If two new initiatives come out of this morning’s US Securities and Exchange Commission (SEC) roundtable on promoting stability in the financial markets, likely they will be real-time no-cost exchange drop copies for broker-dealers and a new set of industry-wide test symbols that every market center will use.

Every other suggestion brought up during the two-hour conversation from employing third-party quality assurance teams to implementing industry-wide peer review, should have been sung to “Kumbaya.”

Nancy Leveson, professor of Aeronautics and Astronautics and Engineering Systems at the Massachusetts Institute of Technology (MIT) noted in her brief introductory presentation that perfect computer code doesn’t exist and even with the highly regulated industries like aviation and nuclear power generation, stuff happens.

The difference, however, is how those respective industries deal with technology. They are far more conservative in what gets deployed.

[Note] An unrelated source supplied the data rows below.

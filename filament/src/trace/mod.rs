//! Trace identity types and the span interface.
//!
//! A *trace* is the tree of all spans sharing one [`TraceId`]; a *span* is a
//! timed record of a single logical operation inside it. This module defines
//! the identifiers, the wire-level [`TraceContext`], the object-safe
//! [`Span`] interface implemented by the SDK, and the glue that places spans
//! into the execution [`Context`](crate::Context).

use std::time::Duration;
use thiserror::Error;

mod ids;
pub(crate) mod scoped;
mod trace_context;

pub use ids::{SpanId, TraceId};
pub use scoped::{get_active_span, SpanRef, TraceContextExt};
pub use trace_context::{TraceContext, TraceState};

/// The relationship of a span's operation to the process boundary.
#[derive(Clone, Copy, Debug, PartialEq, Eq, Hash)]
pub enum SpanKind {
    /// The process received work from outside (e.g. an inbound request).
    Entry,
    /// The process called out to another system (e.g. a database query).
    Exit,
    /// A logical sub-operation with no cross-process boundary.
    Intermediate,
}

impl SpanKind {
    /// The numeric code this kind is transmitted as.
    pub const fn code(self) -> u8 {
        match self {
            SpanKind::Entry => 1,
            SpanKind::Exit => 2,
            SpanKind::Intermediate => 3,
        }
    }
}

/// Interface of a span while it is live.
///
/// Implemented by the SDK span; instrumentation code usually reaches spans
/// through [`SpanRef`] on the current context rather than holding them
/// directly. All operations on a span that is not recording (inert, or
/// already ended) are no-ops.
pub trait Span: Send + Sync + std::fmt::Debug {
    /// The wire identity of this span: the trace/span ids a downstream call
    /// should consider its parent.
    fn trace_context(&self) -> &TraceContext;

    /// The kind this span was started with.
    fn kind(&self) -> SpanKind;

    /// Whether this span is still recording information.
    ///
    /// `false` for inert spans and for spans that have been ended.
    fn is_recording(&self) -> bool;

    /// Merges an entry into the span's operation-specific payload bag.
    ///
    /// The payload is opaque to the core; adapters use it for attributes
    /// like method, URL or statement text.
    fn set_payload(&mut self, key: &str, value: serde_json::Value);

    /// Finalizes the span: fixes its duration and hands it off for
    /// transmission.
    ///
    /// Ending a span a second time is a no-op that is logged, never a second
    /// transmission.
    fn end(&mut self);

    /// Finalizes the span recording a failure of the traced operation.
    ///
    /// The error is counted and its message recorded in the payload; it is
    /// otherwise left untouched for the host application to handle.
    fn end_with_error(&mut self, error: &(dyn std::error::Error + 'static));
}

/// Errors raised by trace components.
#[derive(Error, Debug)]
#[non_exhaustive]
pub enum TraceError {
    /// Exporting a batch of spans failed.
    #[error("span export failed: {0}")]
    ExportFailed(String),

    /// Exporting a batch of spans did not complete within the deadline.
    #[error("span export timed out after {0:?}")]
    ExportTimedOut(Duration),

    /// Failures not covered by the variants above.
    #[error("{0}")]
    Other(String),
}

/// Result type used by trace operations.
pub type TraceResult<T> = Result<T, TraceError>;

#[cfg(test)]
mod tests {
    use super::*;

    #[test]
    fn span_kind_codes() {
        assert_eq!(SpanKind::Entry.code(), 1);
        assert_eq!(SpanKind::Exit.code(), 2);
        assert_eq!(SpanKind::Intermediate.code(), 3);
    }
}
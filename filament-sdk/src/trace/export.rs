//! Span export interface and the backend-facing span record.

use filament::trace::TraceResult;
use filament::{SpanId, SpanKind, TraceId};
use futures_util::future::BoxFuture;
use serde::{Serialize, Serializer};
use std::borrow::Cow;
use std::fmt::Debug;

/// Result of exporting a batch of spans.
pub type ExportResult = TraceResult<()>;

/// Interface that protocol-specific exporters implement to receive batches
/// of finished spans.
///
/// An exporter is a simple encoder and transmitter: it is never called
/// concurrently for the same instance, must not block indefinitely, and owns
/// no retry logic — a failed batch is reported and discarded by the caller.
pub trait SpanExporter: Send + Sync + Debug {
    /// Exports a batch of finished spans.
    fn export(&mut self, batch: Vec<SpanRecord>) -> BoxFuture<'static, ExportResult>;

    /// Shuts the exporter down. Subsequent `export` calls may fail.
    fn shutdown(&mut self) {}
}

/// Identity of the process reporting spans, transmitted as the `f` field of
/// every record.
#[derive(Clone, Debug, PartialEq, Eq, Serialize)]
pub struct ReportingEntity {
    /// Identifier of the reporting entity within its host, typically the
    /// process id.
    #[serde(rename = "e")]
    pub entity_id: String,
    /// Identifier of the host the entity runs on.
    #[serde(rename = "h")]
    pub host_id: String,
}

impl ReportingEntity {
    /// Builds the identity of the current process.
    ///
    /// The host id is taken from `HOSTNAME` when set.
    pub fn from_process() -> Self {
        ReportingEntity {
            entity_id: std::process::id().to_string(),
            host_id: std::env::var("HOSTNAME").unwrap_or_else(|_| "localhost".to_owned()),
        }
    }
}

/// A finalized span in its backend-facing shape.
///
/// Field names are stable wire names: `t`/`s`/`p` identify the span within
/// its trace, `n`/`k` describe the operation, `ts`/`d` carry epoch-millis
/// timing, `ec` the error count, `data` the operation-specific payload and
/// `f` the reporting entity.
#[derive(Clone, Debug, PartialEq, Serialize)]
pub struct SpanRecord {
    /// Trace id shared by all spans of the trace.
    #[serde(rename = "t", serialize_with = "hex_trace_id")]
    pub trace_id: TraceId,
    /// Id of this span.
    #[serde(rename = "s", serialize_with = "hex_span_id")]
    pub span_id: SpanId,
    /// Id of the parent span; absent for the trace root.
    #[serde(
        rename = "p",
        serialize_with = "hex_parent_id",
        skip_serializing_if = "Option::is_none"
    )]
    pub parent_span_id: Option<SpanId>,
    /// Logical operation type, e.g. `http-server` or `db-call`.
    #[serde(rename = "n")]
    pub name: Cow<'static, str>,
    /// Kind code (1 entry, 2 exit, 3 intermediate).
    #[serde(rename = "k", serialize_with = "kind_code")]
    pub kind: SpanKind,
    /// Wall-clock start, milliseconds since the Unix epoch.
    #[serde(rename = "ts")]
    pub timestamp: u64,
    /// Elapsed time in milliseconds, fixed at finalization.
    #[serde(rename = "d")]
    pub duration: u64,
    /// Number of errors recorded; non-zero marks the span as failed.
    #[serde(rename = "ec")]
    pub error_count: u32,
    /// Operation-specific attribute bag, opaque to the core.
    #[serde(rename = "data")]
    pub payload: serde_json::Map<String, serde_json::Value>,
    /// Call-stack snapshot taken at span start, when enabled.
    #[serde(rename = "stack", skip_serializing_if = "Option::is_none")]
    pub stack: Option<String>,
    /// The reporting entity that produced this span.
    #[serde(rename = "f")]
    pub entity: ReportingEntity,
}

fn hex_trace_id<S: Serializer>(id: &TraceId, serializer: S) -> Result<S::Ok, S::Error> {
    serializer.collect_str(id)
}

fn hex_span_id<S: Serializer>(id: &SpanId, serializer: S) -> Result<S::Ok, S::Error> {
    serializer.collect_str(id)
}

fn hex_parent_id<S: Serializer>(id: &Option<SpanId>, serializer: S) -> Result<S::Ok, S::Error> {
    match id {
        Some(id) => serializer.collect_str(id),
        None => serializer.serialize_none(),
    }
}

fn kind_code<S: Serializer>(kind: &SpanKind, serializer: S) -> Result<S::Ok, S::Error> {
    serializer.serialize_u8(kind.code())
}

#[cfg(test)]
mod tests {
    use super::*;

    fn record() -> SpanRecord {
        SpanRecord {
            trace_id: TraceId::from(0xabcdu128),
            span_id: SpanId::from(0x1234u64),
            parent_span_id: None,
            name: "http-server".into(),
            kind: SpanKind::Entry,
            timestamp: 1_500_000_000_000,
            duration: 17,
            error_count: 0,
            payload: serde_json::Map::new(),
            stack: None,
            entity: ReportingEntity {
                entity_id: "4711".to_owned(),
                host_id: "host-1".to_owned(),
            },
        }
    }

    #[test]
    fn record_serializes_with_wire_names() {
        let json = serde_json::to_value(record()).unwrap();
        assert_eq!(json["t"], "0000000000000000000000000000abcd");
        assert_eq!(json["s"], "0000000000001234");
        assert_eq!(json["n"], "http-server");
        assert_eq!(json["k"], 1);
        assert_eq!(json["ts"], 1_500_000_000_000u64);
        assert_eq!(json["d"], 17);
        assert_eq!(json["ec"], 0);
        assert_eq!(json["f"]["e"], "4711");
        assert_eq!(json["f"]["h"], "host-1");
        // Roots carry no parent field at all.
        assert!(json.get("p").is_none());
        assert!(json.get("stack").is_none());
    }

    #[test]
    fn child_record_carries_parent() {
        let mut child = record();
        child.parent_span_id = Some(SpanId::from(0x99u64));
        let json = serde_json::to_value(child).unwrap();
        assert_eq!(json["p"], "0000000000000099");
    }
}
mod model;

use bytes::Bytes;
use filament::trace::{TraceError, TraceResult};
use filament_http::HttpClient;
use filament_sdk::trace::{
    BatchConfig, BatchSpanProcessor, ExportResult, ReportingEntity, SpanExporter, SpanRecord,
    SpanRegistry,
};
use futures_util::future::BoxFuture;
use http::{Method, Request, Uri};
use std::sync::Arc;
use thiserror::Error as ThisError;

/// Default local agent endpoint.
pub const DEFAULT_AGENT_ENDPOINT: &str = "http://127.0.0.1:42699/traces";

/// Default plugin name under which spans are reported.
const DEFAULT_PLUGIN_NAME: &str = "com.filament.runtime";

/// Header informing the agent how many spans the payload carries.
const SPAN_COUNT_HEADER: &str = "x-filament-span-count";

/// Errors raised while building or running the agent exporter.
#[derive(Debug, ThisError)]
#[non_exhaustive]
pub enum Error {
    /// The configured endpoint is not a valid URI.
    #[error("invalid agent endpoint: {0}")]
    InvalidEndpoint(#[from] http::uri::InvalidUri),

    /// No HTTP client was configured.
    #[error("no http client, enable the `reqwest-client` feature or provide one")]
    NoHttpClient,

    /// Building the export request failed.
    #[error(transparent)]
    RequestFailed(#[from] http::Error),

    /// Encoding the transport document failed.
    #[error(transparent)]
    EncodingFailed(#[from] serde_json::Error),
}

impl From<Error> for TraceError {
    fn from(error: Error) -> Self {
        TraceError::ExportFailed(error.to_string())
    }
}

/// Exports batches of finished spans to the agent endpoint.
///
/// Each batch becomes one JSON transport document POSTed to the endpoint. A
/// non-success response is an export failure; the caller logs it and
/// discards the batch.
#[derive(Debug)]
pub struct AgentExporter {
    client: Arc<dyn HttpClient>,
    endpoint: Uri,
    plugin_name: String,
    entity_id: String,
}

impl AgentExporter {
    fn new(
        client: Arc<dyn HttpClient>,
        endpoint: Uri,
        plugin_name: String,
        entity_id: String,
    ) -> Self {
        AgentExporter {
            client,
            endpoint,
            plugin_name,
            entity_id,
        }
    }

    fn build_request(&self, batch: &[SpanRecord]) -> Result<Request<Bytes>, Error> {
        let body = model::encode(&self.plugin_name, &self.entity_id, batch)?;
        Ok(Request::builder()
            .method(Method::POST)
            .uri(self.endpoint.clone())
            .header(http::header::CONTENT_TYPE, "application/json")
            .header(SPAN_COUNT_HEADER, batch.len())
            .body(Bytes::from(body))?)
    }
}

impl SpanExporter for AgentExporter {
    fn export(&mut self, batch: Vec<SpanRecord>) -> BoxFuture<'static, ExportResult> {
        let request = match self.build_request(&batch) {
            Ok(request) => request,
            Err(error) => {
                return Box::pin(futures_util::future::ready(Err(error.into())));
            }
        };
        let client = Arc::clone(&self.client);
        Box::pin(async move {
            let response = client
                .send_bytes(request)
                .await
                .map_err(|error| TraceError::ExportFailed(error.to_string()))?;
            if !response.status().is_success() {
                return Err(TraceError::ExportFailed(format!(
                    "agent returned {}",
                    response.status()
                )));
            }
            Ok(())
        })
    }
}

/// Creates a new agent pipeline builder.
pub fn new_pipeline() -> AgentPipelineBuilder {
    AgentPipelineBuilder::default()
}

/// Builder wiring the agent exporter, the batching processor and a span
/// registry together.
#[derive(Debug)]
pub struct AgentPipelineBuilder {
    endpoint: String,
    plugin_name: String,
    entity: ReportingEntity,
    client: Option<Arc<dyn HttpClient>>,
    batch_config: Option<BatchConfig>,
    capture_stacks: bool,
}

impl Default for AgentPipelineBuilder {
    fn default() -> Self {
        AgentPipelineBuilder {
            endpoint: DEFAULT_AGENT_ENDPOINT.to_string(),
            plugin_name: DEFAULT_PLUGIN_NAME.to_string(),
            entity: ReportingEntity::from_process(),
            #[cfg(feature = "reqwest-client")]
            client: Some(Arc::new(reqwest::Client::new())),
            #[cfg(not(feature = "reqwest-client"))]
            client: None,
            batch_config: None,
            capture_stacks: false,
        }
    }
}

impl AgentPipelineBuilder {
    /// Sets the agent endpoint to deliver to.
    pub fn with_endpoint<T: Into<String>>(mut self, endpoint: T) -> Self {
        self.endpoint = endpoint.into();
        self
    }

    /// Sets the plugin name spans are reported under.
    pub fn with_plugin_name<T: Into<String>>(mut self, name: T) -> Self {
        self.plugin_name = name.into();
        self
    }

    /// Sets the reporting-entity identity.
    pub fn with_reporting_entity(mut self, entity: ReportingEntity) -> Self {
        self.entity = entity;
        self
    }

    /// Sets the HTTP client used for delivery.
    pub fn with_http_client<C: HttpClient + 'static>(mut self, client: C) -> Self {
        self.client = Some(Arc::new(client));
        self
    }

    /// Overrides the batching configuration.
    pub fn with_batch_config(mut self, config: BatchConfig) -> Self {
        self.batch_config = Some(config);
        self
    }

    /// Enables call-stack capture at span start.
    pub fn with_stack_capture(mut self, capture: bool) -> Self {
        self.capture_stacks = capture;
        self
    }

    /// Builds the pipeline: exporter, batching processor, registry.
    pub fn install(self) -> TraceResult<SpanRegistry> {
        let client = self.client.ok_or(Error::NoHttpClient)?;
        let endpoint: Uri = self.endpoint.parse().map_err(Error::InvalidEndpoint)?;
        let exporter = AgentExporter::new(
            client,
            endpoint,
            self.plugin_name,
            self.entity.entity_id.clone(),
        );
        let processor =
            BatchSpanProcessor::new(exporter, self.batch_config.unwrap_or_default());
        Ok(SpanRegistry::builder()
            .with_reporting_entity(self.entity)
            .with_stack_capture(self.capture_stacks)
            .with_span_processor(processor)
            .build())
    }
}

#[cfg(test)]
mod tests {
    use super::*;
    use async_trait::async_trait;
    use filament::SpanKind;
    use filament_http::HttpError;
    use filament_sdk::trace::BatchConfigBuilder;
    use http::{Response, StatusCode};
    use std::sync::Mutex;
    use std::time::Duration;

    /// Client that records requests and answers with a fixed status.
    #[derive(Debug)]
    struct RecordingClient {
        requests: Arc<Mutex<Vec<Request<Bytes>>>>,
        status: StatusCode,
    }

    impl RecordingClient {
        fn new(status: StatusCode) -> (Self, Arc<Mutex<Vec<Request<Bytes>>>>) {
            let requests = Arc::new(Mutex::new(Vec::new()));
            (
                RecordingClient {
                    requests: requests.clone(),
                    status,
                },
                requests,
            )
        }
    }

    #[async_trait]
    impl HttpClient for RecordingClient {
        async fn send_bytes(&self, request: Request<Bytes>) -> Result<Response<Bytes>, HttpError> {
            self.requests.lock().unwrap().push(request);
            Ok(Response::builder()
                .status(self.status)
                .body(Bytes::new())?)
        }
    }

    fn test_entity() -> ReportingEntity {
        ReportingEntity {
            entity_id: "99".to_owned(),
            host_id: "test-host".to_owned(),
        }
    }

    #[test]
    fn pipeline_delivers_spans_to_the_agent() {
        let (client, requests) = RecordingClient::new(StatusCode::OK);
        let registry = new_pipeline()
            .with_endpoint("http://127.0.0.1:42699/traces")
            .with_reporting_entity(test_entity())
            .with_http_client(client)
            .with_batch_config(
                BatchConfigBuilder::default()
                    .with_scheduled_delay(Duration::from_secs(3600))
                    .build(),
            )
            .install()
            .unwrap();

        registry.in_span("http-server", SpanKind::Entry, |_cx| {});
        registry.force_flush().unwrap();

        let requests = requests.lock().unwrap();
        assert_eq!(requests.len(), 1);
        let request = &requests[0];
        assert_eq!(request.method(), Method::POST);
        assert_eq!(request.uri().path(), "/traces");
        assert_eq!(
            request
                .headers()
                .get(SPAN_COUNT_HEADER)
                .and_then(|v| v.to_str().ok()),
            Some("1")
        );

        let document: serde_json::Value = serde_json::from_slice(request.body()).unwrap();
        let plugin = &document["plugins"][0];
        assert_eq!(plugin["name"], "com.filament.runtime");
        assert_eq!(plugin["entityId"], "99");
        assert_eq!(plugin["data"]["spans"][0]["n"], "http-server");
        assert_eq!(plugin["data"]["spans"][0]["f"]["e"], "99");
    }

    #[test]
    fn non_success_status_is_an_export_failure() {
        let (client, _requests) = RecordingClient::new(StatusCode::SERVICE_UNAVAILABLE);
        let mut exporter = AgentExporter::new(
            Arc::new(client),
            DEFAULT_AGENT_ENDPOINT.parse().unwrap(),
            DEFAULT_PLUGIN_NAME.to_string(),
            "99".to_string(),
        );
        let result = futures_executor::block_on(exporter.export(Vec::new()));
        assert!(matches!(result, Err(TraceError::ExportFailed(_))));
    }

    #[test]
    fn install_requires_a_client() {
        let builder = AgentPipelineBuilder {
            client: None,
            ..Default::default()
        };
        assert!(builder.install().is_err());
    }

    #[test]
    fn install_rejects_invalid_endpoints() {
        let (client, _requests) = RecordingClient::new(StatusCode::OK);
        let result = new_pipeline()
            .with_endpoint("not a uri")
            .with_http_client(client)
            .install();
        assert!(result.is_err());
    }
}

It’s enough to do the required job and nothing more. They also think using a systems perspective and not focusing on each component.

According to Leveson, NASA spent $100 million annually to protect the 2 million lines of code that operated space shuttle fleet when it was in service.

Can the financial services deploy the same risk-adverse software design used by other industries? I’ll tell you after I return from my trip to Costco to pick up more candles and can goods.

NYSE Euronext’s Lou Pastina made a great observation stating that only 20 percent of broker-dealers come in to test their new software with the exchange. But that minority is responsible for about 80 percent of the volume. They have an economic reason to make sure the market remains stable.

It’s the smaller firms with less skin in the game that should worry regulators and the other industry members. Their risk/reward calculus is quite different from the largest brokerages and it only takes once error to cascade into a market-wide crisis.

Prior to the start of the discussion, SEC Chairman Schapiro notified firms that they, and not their clients, will be responsible for any debt incurred for IT fiascos like Knight Capital’s rouge trading algorithm that ran up an about $400 million bill for the broker. Brokers should not expect a bail out nor regulators and exchanges to break their trades.

Simply put: From now on if you come to market with crappy technology and it breaks, you will be the one footing the bill.